I guess next time I go clothes shopping, I'd better take him along. I wouldn't want my wardrobe to offend him! I believe we've entered the "My parents embarrass me" phase of teendom.

Boy+16=Cars

I believe that formula has been around for many years. So, why does my son have to be different? He's 16, got his learners permit BUT has no interest in getting behind the wheel. I'm thinking, no HOPING, that he is just lazy and figures the driver's license will just automatically show up in the mail. How else do I explain his lack of interest in one of the most important rites of passage into manhood?!

I'm also guessing that since the Mom/Dad Taxi service is still answering his every transportation whim, that he has no outside motivation to get his license. (Gas prices being what they are, perhaps he's smarter than I give him credit for.)

Time for me to pull out the BIG guns. It will go something like this: "Gee, son, too bad you don't have your license yet. When that hot girl you've been looking for shows up in your life, you'll have no way to take her anywhere. Of course, you can always count on Mom or Dad to do the driving..."

Yup, I've pulled out another tried and true formula: Boy + Girl = need for privacy.

Saturday, May 26, 2007

Addiction

I must confess to all who'll listen - I am an addict! Yup... I should do the right thing this very moment and check myself into rehab before I get deep enough to never get out. It started innocently enough. I was offered some by a "friend" at work. It was good and before I knew what hit me I had gone back for more, twice!

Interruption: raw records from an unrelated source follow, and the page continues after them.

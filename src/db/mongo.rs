//! MongoDB client and record store backend
//!
//! Each logical collection is one physical collection. Child records carry a
//! `camp_id` field; complaints also carry `beneficiary_key`. Document keys
//! are string `_id` values; records imported with a default `ObjectId` key
//! are addressed by its hex form.

use async_trait::async_trait;
use bson::{doc, oid::ObjectId, Bson, Document};
use futures_util::TryStreamExt;
use mongodb::{options::IndexOptions, Client, Collection, IndexModel};
use tracing::{debug, info};
use uuid::Uuid;

use crate::store::{
    CampCollection, NewRecord, Predicate, RecordStore, Scope, StoredRecord, BENEFICIARIES, CAMPS,
    COMPLAINTS, DISTRIBUTION, PARCELS,
};
use crate::types::{PortalError, Result, StoreOp};

const CAMP_FIELD: &str = "camp_id";
const BENEFICIARY_KEY_FIELD: &str = "beneficiary_key";

/// Index definitions per collection
pub trait IntoIndexes {
    fn into_indices() -> Vec<(&'static str, Document, Option<IndexOptions>)>;
}

/// MongoDB client wrapper
#[derive(Clone)]
pub struct MongoClient {
    client: Client,
    db_name: String,
}

impl MongoClient {
    /// Create a new MongoDB client
    pub async fn new(uri: &str, db_name: &str) -> Result<Self> {
        info!("Connecting to MongoDB at {}", uri);

        // Use serverSelectionTimeoutMS to avoid hanging on unreachable MongoDB
        let timeout_uri = if uri.contains('?') {
            format!("{}&serverSelectionTimeoutMS=3000&connectTimeoutMS=3000", uri)
        } else {
            format!("{}?serverSelectionTimeoutMS=3000&connectTimeoutMS=3000", uri)
        };

        let client = Client::with_uri_str(&timeout_uri)
            .await
            .map_err(|e| PortalError::store(StoreOp::Connect, uri, e))?;

        client
            .database(db_name)
            .run_command(doc! { "ping": 1 })
            .await
            .map_err(|e| PortalError::store(StoreOp::Connect, db_name, format!("ping failed: {e}")))?;

        info!("Connected to MongoDB database '{}'", db_name);

        Ok(Self {
            client,
            db_name: db_name.to_string(),
        })
    }

    /// Get an untyped collection
    pub fn collection(&self, name: &str) -> Collection<Document> {
        self.client.database(&self.db_name).collection(name)
    }

    /// Get the database name
    pub fn db_name(&self) -> &str {
        &self.db_name
    }
}

/// Record store backed by MongoDB
#[derive(Clone)]
pub struct MongoRecordStore {
    mongo: MongoClient,
}

impl MongoRecordStore {
    pub fn new(mongo: MongoClient) -> Self {
        Self { mongo }
    }

    /// Create the lookup indexes the portal queries rely on
    pub async fn ensure_indexes(&self) -> Result<()> {
        for (collection, keys, options) in Self::into_indices() {
            let model = IndexModel::builder().keys(keys).options(options).build();
            self.mongo
                .collection(collection)
                .create_index(model)
                .await
                .map_err(|e| PortalError::store(StoreOp::Connect, collection, format!("index: {e}")))?;
        }
        info!(db = self.mongo.db_name(), "Record store indexes ensured");
        Ok(())
    }

    fn collection_for(&self, scope: &Scope) -> Collection<Document> {
        self.mongo.collection(scope.collection_name())
    }
}

impl IntoIndexes for MongoRecordStore {
    fn into_indices() -> Vec<(&'static str, Document, Option<IndexOptions>)> {
        let named = |name: &str| Some(IndexOptions::builder().name(name.to_string()).build());
        vec![
            (
                BENEFICIARIES,
                doc! { "head_id_number": 1 },
                named("head_id_number_index"),
            ),
            (
                DISTRIBUTION,
                doc! { CAMP_FIELD: 1, "beneficiary_id": 1 },
                named("camp_beneficiary_index"),
            ),
            (PARCELS, doc! { CAMP_FIELD: 1, "id": 1 }, named("camp_parcel_id_index")),
            (
                COMPLAINTS,
                doc! { CAMP_FIELD: 1, BENEFICIARY_KEY_FIELD: 1 },
                named("camp_beneficiary_key_index"),
            ),
        ]
    }
}

/// Filter restricting a query to a scope
fn scope_filter(scope: &Scope) -> Document {
    match scope {
        Scope::Camps => Document::new(),
        Scope::Camp {
            camp_id,
            collection: CampCollection::Complaints { beneficiary_key },
        } => doc! { CAMP_FIELD: camp_id.as_str(), BENEFICIARY_KEY_FIELD: beneficiary_key.as_str() },
        Scope::Camp { camp_id, .. } => doc! { CAMP_FIELD: camp_id.as_str() },
    }
}

/// `_id` condition for a document key
///
/// A key that parses as an `ObjectId` matches either representation.
fn key_filter(key: &str) -> Bson {
    match ObjectId::parse_str(key) {
        Ok(oid) => Bson::Document(doc! { "$in": [key, oid] }),
        Err(_) => Bson::String(key.to_string()),
    }
}

/// Split a stored document into key, camp and body
fn into_record(mut raw: Document) -> Option<StoredRecord> {
    let key = match raw.remove("_id")? {
        Bson::String(s) => s,
        Bson::ObjectId(oid) => oid.to_hex(),
        other => other.to_string(),
    };
    let camp_id = match raw.remove(CAMP_FIELD) {
        Some(Bson::String(s)) => Some(s),
        _ => None,
    };
    raw.remove(BENEFICIARY_KEY_FIELD);
    Some(StoredRecord {
        key,
        camp_id,
        fields: raw,
    })
}

#[async_trait]
impl RecordStore for MongoRecordStore {
    async fn find(&self, scope: &Scope, predicate: &Predicate) -> Result<Vec<StoredRecord>> {
        let mut filter = scope_filter(scope);
        filter.insert(predicate.field.clone(), predicate.value.clone());

        let cursor = self
            .collection_for(scope)
            .find(filter)
            .await
            .map_err(|e| PortalError::store(StoreOp::Find, scope, e))?;
        let docs: Vec<Document> = cursor
            .try_collect()
            .await
            .map_err(|e| PortalError::store(StoreOp::Find, scope, e))?;

        debug!(scope = %scope, field = %predicate.field, hits = docs.len(), "mongo find");
        Ok(docs.into_iter().filter_map(into_record).collect())
    }

    async fn find_across_camps(
        &self,
        collection: &CampCollection,
        predicate: &Predicate,
    ) -> Result<Vec<StoredRecord>> {
        let mut filter = Document::new();
        filter.insert(predicate.field.clone(), predicate.value.clone());
        let cursor = self
            .mongo
            .collection(collection.name())
            .find(filter)
            .sort(doc! { CAMP_FIELD: 1, "_id": 1 })
            .await
            .map_err(|e| PortalError::store(StoreOp::FindAcrossCamps, collection.name(), e))?;
        let docs: Vec<Document> = cursor
            .try_collect()
            .await
            .map_err(|e| PortalError::store(StoreOp::FindAcrossCamps, collection.name(), e))?;

        Ok(docs.into_iter().filter_map(into_record).collect())
    }

    async fn get_by_key(&self, scope: &Scope, key: &str) -> Result<Option<StoredRecord>> {
        let mut filter = scope_filter(scope);
        filter.insert("_id", key_filter(key));

        let found = self
            .collection_for(scope)
            .find_one(filter)
            .await
            .map_err(|e| PortalError::store(StoreOp::GetByKey, scope, e))?;
        Ok(found.and_then(into_record))
    }

    async fn create(&self, scope: &Scope, record: NewRecord) -> Result<String> {
        let key = Uuid::new_v4().simple().to_string();

        let mut fields = record.fields;
        fields.extend(scope_filter(scope));

        // Upsert so the server clock fills timestamps in the same write
        let mut update = doc! { "$setOnInsert": fields };
        if !record.server_timestamps.is_empty() {
            let stamps: Document = record
                .server_timestamps
                .into_iter()
                .map(|field| (field, Bson::Boolean(true)))
                .collect();
            update.insert("$currentDate", stamps);
        }

        self.collection_for(scope)
            .update_one(doc! { "_id": key.as_str() }, update)
            .upsert(true)
            .await
            .map_err(|e| PortalError::store(StoreOp::Create, scope, e))?;

        debug!(scope = %scope, key = %key, "mongo create");
        Ok(key)
    }

    async fn update(&self, scope: &Scope, key: &str, partial: Document) -> Result<()> {
        let mut filter = scope_filter(scope);
        filter.insert("_id", key_filter(key));

        let result = self
            .collection_for(scope)
            .update_one(filter, doc! { "$set": partial })
            .await
            .map_err(|e| PortalError::store(StoreOp::Update, scope, e))?;

        if result.matched_count == 0 {
            return Err(PortalError::store(
                StoreOp::Update,
                scope,
                format!("no document {key}"),
            ));
        }
        Ok(())
    }
}

#[cfg(test)]
mod tests {
    use super::*;

    // Round trips against a live server need a running MongoDB instance

    #[test]
    fn test_scope_filter() {
        assert!(scope_filter(&Scope::Camps).is_empty());
        assert_eq!(
            scope_filter(&Scope::parcels("c1")),
            doc! { "camp_id": "c1" }
        );
        assert_eq!(
            scope_filter(&Scope::complaints("c1", "b1")),
            doc! { "camp_id": "c1", "beneficiary_key": "b1" }
        );
    }

    #[test]
    fn test_into_record_strips_bookkeeping() {
        let record = into_record(doc! {
            "_id": "p1",
            "camp_id": "c1",
            "name": "Flour",
        })
        .unwrap();
        assert_eq!(record.key, "p1");
        assert_eq!(record.camp_id.as_deref(), Some("c1"));
        assert_eq!(record.fields, doc! { "name": "Flour" });
    }

    #[test]
    fn test_key_filter_matches_object_id_keys() {
        let hex = "65a1b2c3d4e5f60718293a4b";
        let oid = ObjectId::parse_str(hex).unwrap();
        assert_eq!(key_filter(hex), Bson::Document(doc! { "$in": [hex, oid] }));
        assert_eq!(key_filter("b1"), Bson::String("b1".into()));
    }

    #[test]
    fn test_object_id_key_round_trips() {
        let oid = ObjectId::parse_str("65a1b2c3d4e5f60718293a4b").unwrap();
        let record = into_record(doc! { "_id": oid, "camp_id": "c1" }).unwrap();
        let mut filter = scope_filter(&Scope::beneficiaries("c1"));
        filter.insert("_id", key_filter(&record.key));
        let ids = filter.get_document("_id").unwrap().get_array("$in").unwrap();
        assert!(ids.contains(&Bson::ObjectId(oid)));
    }

    #[test]
    fn test_into_record_requires_key() {
        assert!(into_record(doc! { "name": "x" }).is_none());
    }

    #[test]
    fn test_indices_cover_lookup_fields() {
        let indices = MongoRecordStore::into_indices();
        assert!(indices
            .iter()
            .any(|(c, keys, _)| *c == DISTRIBUTION && keys.contains_key("beneficiary_id")));
        assert!(indices.iter().all(|(c, _, _)| *c != CAMPS));
    }
}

I've spent a lot of money on this nasty habit and the stuff is hard to come by.

I'm asking for help. Does anyone know where the nearest rehab would be? I've just got to try and kick this habit.

Here's a warning to those that may come after me... stay away from those Hershey Cherry Cordial Creme Kisses! They are EXTREMELY addictive!

Friday, May 18, 2007

Pump This

Enough already. Everyone is complaining about and is amazed at the high cost of fuel. It's called supply and demand folks. If you want prices to go down, use LESS! If you bought a big pick 'em up truck last year and refuse to go any less than 90 on the freeway, you have NO room to complain.

Now I realize that for some of us, it's difficult to slow down to conserve gasoline. I try on my way to work. The response is unanimous... honked horns, tailgating, flashing lights (I'm in the slow lane jerk!), and, of course, dirty looks as they speed by "turtle" car. Heaven forbid I should go 65 in a 70mph zone. Even when I do go 70 there are tons of drivers that pull out and go around me. 85-90 seems to be the norm. Excuse me... you are in a hurry to go where??? Work!? It must be a pretty exciting job that you just can't wait to get there. By the way...nice Hummer. Does it come with it's own gas station?

Now I know what your thinking - wouldn't it be nice if a State Police Officer would see the 90 mph driver and pull him over. It will never happen! They will continue you to zero in on the "5-10 mph over the limit" drivers like you. WHY? Because chasing a vehicle going 90+ mph just isn't good for gas conservation efforts. Get Real!